In this character, Wes Anderson donned his eccentricity hat once again to honour one of the most beloved characters created by a supposed hero of his, Roald Dahl, in his first stop-motion animation endeavour, and indeed his only film adaptation to date.

Apologies for pandering to the “all-star cast” cliche, but a lineup led by George Clooney and Meryl Streep with support from Anderson favourites Jason Schwartzman, Bill Murray, Willem Dafoe, Owen Wilson and Adrien Brody, with an excellent cameo role from Jarvis Cocker as the idiosyncratic banjo-playing employee Petey to Michael Gambon’s menacing turkey and apple farmer Franklin Bean, is ensemble worthy of our reverence. And there is something especially humorous about the waspish old farmer Bean telling (the voice of) one of Britain’s most iconic singer-songwriters that his nonsense campfire jingle was “just bad songwriting… you wrote a bad song Petey!”

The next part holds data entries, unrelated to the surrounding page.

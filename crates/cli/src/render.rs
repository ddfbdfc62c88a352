//! `publishing render-template`: preview an email template.

use std::path::Path;

use anyhow::Context;
use publishing_notify::{render, MessageAttributes};

/// Parse a `KEY=VALUE` pair. The value may itself contain `=`.
pub fn parse_attribute(raw: &str) -> Result<(String, String), String> {
    match raw.split_once('=') {
        Some((key, value)) if !key.trim().is_empty() => {
            Ok((key.trim().to_string(), value.to_string()))
        }
        _ => Err(format!("expected KEY=VALUE, got `{raw}`")),
    }
}

pub async fn render_file(path: &Path, attributes: Vec<(String, String)>) -> anyhow::Result<()> {
    let template = tokio::fs::read_to_string(path)
        .await
        .with_context(|| format!("failed to read template {}", path.display()))?;
    let attributes: MessageAttributes = attributes.into_iter().collect();
    println!("{}", render(&template, &attributes));
    Ok(())
}

#[cfg(test)]
mod tests {
    use super::*;

    #[test]
    fn parses_key_value() {
        assert_eq!(
            parse_attribute("AppURL=app.example.org"),
            Ok(("AppURL".to_string(), "app.example.org".to_string()))
        );
        assert_eq!(
            parse_attribute("Query=a=b"),
            Ok(("Query".to_string(), "a=b".to_string()))
        );
        assert!(parse_attribute("novalue").is_err());
        assert!(parse_attribute("=value").is_err());
    }
}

A cast of puppets didn’t dissuade Anderson from the emblematic aestheticism which has garnered his cinematic oeuvre international reverence, and spurred the expression “that’s very Wes Anderson”.
I think the scene where Franklin Bean emerges at the top of his cellar stairs, shrouded by darkness, lit solely by the flame of an inhaled cigarette, as Mr. Fox and his trusted sidekick Kylie the opossum hide nervously among the apple cider they intend to steal from him, is perfect.
Not only are we treated to that cinematographic perfection, but we also get: the prefatory book cover as seen in The Royal Tenenbaums, and The Grand Budapest Hotel; the binocular point of view shot, also made famous by his succeeding feature in 2012, Moonrise Kingdom; the symmetrical framing composition; the horizontal tracking shot of the main characters progressing through an important and well-choreographed scene. They’re all there, they just look different and aren’t as smooth as his live-action features – but this was an intentional move by Anderson, who said he wanted his viewers to notice and celebrate stop-motion as an art form, and so decided to evade the smooth look of other stop-motion animations such as Coraline in favour of the jerky, stop-start movement seen with Mr. Fox and co.

There are some that say the film doesn’t represent the true spirit of Roald Dahl’s wit and charisma, or indeed the darker aspects to his stories, but on the whole this is a film which brings together the imaginations of two great storytellers, and offers just enough deadpan humour to off-balance the light-hearted enchantment of the story to appeal to young viewers expecting a foxy fairytale, and older fans wanting to appease their craving for some Anderson excellence.